## WORK TO BE COMPLETED:
Whenever a line in the records below contains "ConnectionConfig", pick it out.
——————————
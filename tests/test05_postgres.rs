#![cfg(feature = "postgres")]

use std::env;

use sql_pool_access::prelude::*;

/// Live tests need a reachable server; they are skipped unless `TESTING_PG_HOST` is set.
fn live_config() -> Option<ConnectionConfig> {
    let host = env::var("TESTING_PG_HOST").ok()?;
    Some(
        ConnectionConfig::builder()
            .host(host)
            .port(
                env::var("TESTING_PG_PORT")
                    .ok()
                    .and_then(|p| p.parse().ok())
                    .unwrap_or(5432),
            )
            .dbname(env::var("TESTING_PG_DBNAME").unwrap_or_else(|_| "postgres".to_string()))
            .user(env::var("TESTING_PG_USER").unwrap_or_else(|_| "postgres".to_string()))
            .password(env::var("TESTING_PG_PASSWORD").unwrap_or_default())
            .connect_timeout(5)
            .finish(),
    )
}

fn unreachable_config() -> ConnectionConfig {
    ConnectionConfig::builder()
        .host("127.0.0.1")
        .port(1)
        .dbname("nowhere")
        .user("nobody")
        .connect_timeout(1)
        .finish()
}

#[tokio::test]
async fn unreachable_server_fails_to_open() {
    let mut db = PostgresDatabase::new(unreachable_config());
    assert!(!db.open().await);
    assert!(!db.is_open());
    assert!(matches!(
        db.connect().await,
        Err(SqlPoolError::ConnectionError(_))
    ));

    // CRUD on the unopened handle is a logged no-op.
    assert!(!db.insert(&StatementBuilder::new().insert("t").values([("a", "b")])).await);
    assert!(!db.query(&StatementBuilder::new().table("t")).await.is_success());
    db.close().await;
}

#[tokio::test]
async fn failed_pool_connect_does_not_grow_the_pool() {
    let pool = ConnectionPool::new(DatabaseType::Postgres, unreachable_config(), 2);
    for _ in 0..3 {
        let err = pool.acquire().await.unwrap_err();
        assert!(!err.is_pool_exhausted());
    }
    let status = pool.status();
    assert_eq!(status.total(), 0);
    assert_eq!(status.connecting, 0);
}

#[tokio::test]
async fn factory_surfaces_connect_errors_in_pooled_mode() {
    let factory = DatabaseFactory::new();
    let mut cfg = unreachable_config();
    cfg.mode = ConnectionMode::Pooled;
    cfg.pool_size = 1;

    let err = factory
        .create_database(DatabaseType::Postgres, &cfg)
        .await
        .unwrap_err();
    assert!(matches!(err, SqlPoolError::ConnectionError(_)));
    assert_eq!(factory.pool_count(), 1);
}

#[tokio::test]
async fn conflicting_target_under_one_pool_key_is_rejected() {
    let factory = DatabaseFactory::new();
    let mut first = unreachable_config();
    first.mode = ConnectionMode::Pooled;
    first.pool_size = 1;
    let mut other_port = first.clone();
    other_port.port = 2;
    assert_eq!(
        first.pool_key(DatabaseType::Postgres),
        other_port.pool_key(DatabaseType::Postgres)
    );

    // Registers the pool even though the server is unreachable.
    assert!(factory.create_database(DatabaseType::Postgres, &first).await.is_err());

    let err = factory
        .create_database(DatabaseType::Postgres, &other_port)
        .await
        .unwrap_err();
    assert!(matches!(err, SqlPoolError::ConfigError(_)));
    assert_eq!(factory.pool_count(), 1);
    let pool = factory
        .pool(DatabaseType::Postgres, &first)
        .expect("first configuration registered the pool");
    assert_eq!(pool.config().port, 1);
}

#[tokio::test]
async fn postgres_crud_round_trip() -> Result<(), Box<dyn std::error::Error>> {
    let Some(cfg) = live_config() else {
        eprintln!("TESTING_PG_HOST not set; skipping live postgres test");
        return Ok(());
    };
    let mut db = PostgresDatabase::new(cfg);
    assert!(db.open().await, "could not open postgres");

    let table = format!("sql_pool_access_users_{}", std::process::id());
    db.execute(&StatementBuilder::new().raw(format!(
        "CREATE TABLE IF NOT EXISTS {table} (id SERIAL PRIMARY KEY, username TEXT, city TEXT)"
    )))
    .await?;

    assert!(
        db.insert(
            &StatementBuilder::new()
                .insert(&table)
                .values([("username", "O'Brien"), ("city", "Cork")])
        )
        .await
    );
    assert!(
        db.update(
            &StatementBuilder::new()
                .update(&table)
                .set("city", "Dublin")
                .where_clause("username = 'O''Brien'")
        )
        .await
    );

    let rs = db
        .select(
            &StatementBuilder::new()
                .table(&table)
                .columns(["username", "city"]),
        )
        .await;
    assert_eq!(rs.rows(), 1);
    assert_eq!(rs.get(0, "username"), Some("O'Brien"));
    assert_eq!(rs.get(0, "city"), Some("Dublin"));

    let none = db
        .query(
            &StatementBuilder::new()
                .table(&table)
                .columns(["id", "username", "city"])
                .where_clause("username = 'nobody'"),
        )
        .await;
    assert!(none.is_success());
    let none = none.into_result_set();
    assert_eq!(none.rows(), 0);
    assert_eq!(none.cols(), 3);

    let nulls = db
        .select(&StatementBuilder::new().raw("SELECT NULL::text AS missing"))
        .await;
    assert_eq!(nulls.get(0, "missing"), Some(NULL_SENTINEL));

    assert!(
        db.remove(
            &StatementBuilder::new()
                .remove(&table)
                .where_clause("city = 'Dublin'")
        )
        .await
    );
    assert!(!db.insert(&StatementBuilder::new().insert(&table).values([("nope", "x")])).await);

    db.execute(&StatementBuilder::new().raw(format!("DROP TABLE IF EXISTS {table}")))
        .await?;
    db.close().await;
    assert!(!db.is_open());
    Ok(())
}

#[tokio::test]
async fn postgres_pooled_handles_are_reused() -> Result<(), Box<dyn std::error::Error>> {
    let Some(mut cfg) = live_config() else {
        return Ok(());
    };
    cfg.mode = ConnectionMode::Pooled;
    cfg.pool_size = 2;
    let factory = DatabaseFactory::new();

    let mut handle = factory.create_database(DatabaseType::Postgres, &cfg).await?;
    let id = handle.as_pooled().map(PooledConnection::id);
    let rs = handle
        .select(&StatementBuilder::new().raw("SELECT 1 AS one"))
        .await;
    assert_eq!(rs.get(0, "one"), Some("1"));
    assert!(factory.release_connection(handle));

    let again = factory.create_database(DatabaseType::Postgres, &cfg).await?;
    assert_eq!(again.as_pooled().map(PooledConnection::id), id);
    Ok(())
}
——————————
## RESPONSE TO THE EXERCISE:
fn live_config() -> Option<ConnectionConfig> {
        ConnectionConfig::builder()
fn unreachable_config() -> ConnectionConfig {
    ConnectionConfig::builder()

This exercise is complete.